[Stored items]
↓↓↓

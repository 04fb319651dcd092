//! Explicit per-instance deploy context.

use std::sync::Arc;

use staticship_validation::{LimitsCell, PlatformLimits};
use tracing::debug;

use crate::error::DeployError;
use crate::remote::{LimitsFetcher, SpaChecker, Transport};

/// Everything a deploy needs besides its input: the platform limits for
/// this instance and the remote collaborators.
///
/// Passed explicitly to every deploy; there is no process-wide state.
pub struct DeployContext {
    limits: LimitsCell,
    fetcher: Arc<dyn LimitsFetcher>,
    spa: Arc<dyn SpaChecker>,
    transport: Arc<dyn Transport>,
}

impl DeployContext {
    pub fn new(
        fetcher: Arc<dyn LimitsFetcher>,
        spa: Arc<dyn SpaChecker>,
        transport: Arc<dyn Transport>,
    ) -> Self {
        Self {
            limits: LimitsCell::new(),
            fetcher,
            spa,
            transport,
        }
    }

    /// Builds a context where one client plays every collaborator role.
    pub fn with_client<C>(client: Arc<C>) -> Self
    where
        C: LimitsFetcher + SpaChecker + Transport + 'static,
    {
        Self::new(client.clone(), client.clone(), client)
    }

    /// Returns the limits, failing if they were never fetched.
    pub fn limits(&self) -> Result<&PlatformLimits, DeployError> {
        Ok(self.limits.get()?)
    }

    /// Sets the limits directly, e.g. from a cached copy.
    pub fn set_limits(&self, limits: PlatformLimits) {
        self.limits.set(limits);
    }

    /// Fetches the limits on first use; later calls reuse them.
    pub async fn ensure_limits(&self) -> Result<&PlatformLimits, DeployError> {
        if !self.limits.is_set() {
            let fetched = self.fetcher.fetch_limits().await?;
            debug!(
                max_file_size = fetched.max_file_size,
                max_files_count = fetched.max_files_count,
                max_total_size = fetched.max_total_size,
                "platform limits fetched"
            );
            self.limits.set(fetched);
        }
        self.limits()
    }

    pub fn spa_checker(&self) -> &dyn SpaChecker {
        self.spa.as_ref()
    }

    pub fn transport(&self) -> &dyn Transport {
        self.transport.as_ref()
    }
}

↑↑↑

#### [Exercise details]
Lines holding "crate" in the data above: copy each of them.

#### [Response]
use crate::error::DeployError;
use crate::remote::{LimitsFetcher, SpaChecker, Transport};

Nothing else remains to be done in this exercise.